RECORDS FOR PROCESSING below:
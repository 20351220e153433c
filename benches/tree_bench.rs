// benches/tree_bench.rs
//! Benchmarks for listing parsing and doc-tree assembly.

use criterion::{black_box, criterion_group, criterion_main, BenchmarkId, Criterion};
use leafpad::{build_tree, parse_item_page, Item};
use serde_json::{json, Value};

fn create_sample_item_json(id: u64, parent_id: Option<u64>) -> Value {
    json!({
        "id": id,
        "name": format!("Section {}", id),
        "slug": format!("section-{}", id),
        "createdAt": "2024-01-01T00:00:00.000Z",
        "updatedAt": "2024-01-01T00:00:00.000Z",
        "published": true,
        "parentId": parent_id,
        "hasChildren": false,
        "seo": { "title": format!("Section {}", id), "description": null },
        "tags": [{ "id": 1, "name": "docs" }],
        "organization": { "id": "org_1", "name": "Acme", "slug": "acme" },
        "createdByUser": { "name": "Ada", "image": null }
    })
}

/// A listing where every item hangs under one of the `fanout` items
/// before it, giving a bushy tree a few levels deep.
fn create_sample_listing_json(count: u64, fanout: u64) -> Value {
    let items: Vec<Value> = (1..=count)
        .map(|id| {
            let parent = if id <= fanout { None } else { Some((id - 1) / fanout) };
            create_sample_item_json(id, parent)
        })
        .collect();

    json!({
        "posts": items,
        "pagination": {
            "page": 1,
            "limit": count,
            "totalCount": count,
            "totalPages": 1,
            "hasNext": false,
            "hasPrev": false
        },
        "organization": { "id": "org_1", "name": "Acme", "slug": "acme" }
    })
}

fn bench_listing_parsing(c: &mut Criterion) {
    let mut group = c.benchmark_group("listing_parsing");

    for (count, name) in [(10, "small"), (50, "medium"), (500, "large")] {
        let listing = create_sample_listing_json(count, 4);
        group.bench_with_input(
            BenchmarkId::new("parse_item_page", name),
            &listing,
            |b, listing| {
                b.iter(|| parse_item_page(black_box(listing.clone())));
            },
        );
    }

    group.finish();
}

fn bench_tree_assembly(c: &mut Criterion) {
    let mut group = c.benchmark_group("tree_assembly");

    for (count, name) in [(10, "small"), (50, "medium"), (500, "large"), (5000, "huge")] {
        let items: Vec<Item> = parse_item_page(create_sample_listing_json(count, 4))
            .map(|page| page.items)
            .unwrap_or_default();

        group.bench_with_input(BenchmarkId::new("build_tree", name), &items, |b, items| {
            b.iter(|| build_tree(black_box(items), "/docs"));
        });

        // Deepest shape: a single chain.
        let chain: Vec<Item> = parse_item_page(create_sample_listing_json(count, 1))
            .map(|page| page.items)
            .unwrap_or_default();
        group.bench_with_input(BenchmarkId::new("build_tree_chain", name), &chain, |b, chain| {
            b.iter(|| build_tree(black_box(chain), "/docs"));
        });
    }

    group.finish();
}

criterion_group!(benches, bench_listing_parsing, bench_tree_assembly);
criterion_main!(benches);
End of RECORDS FOR PROCESSING.
THE TASK
Search the entries above for the string "docs". Copy each line that holds it.

RESULT OF THIS EXERCISE
        "tags": [{ "id": 1, "name": "docs" }],
            b.iter(|| build_tree(black_box(items), "/docs"));
            b.iter(|| build_tree(black_box(chain), "/docs"));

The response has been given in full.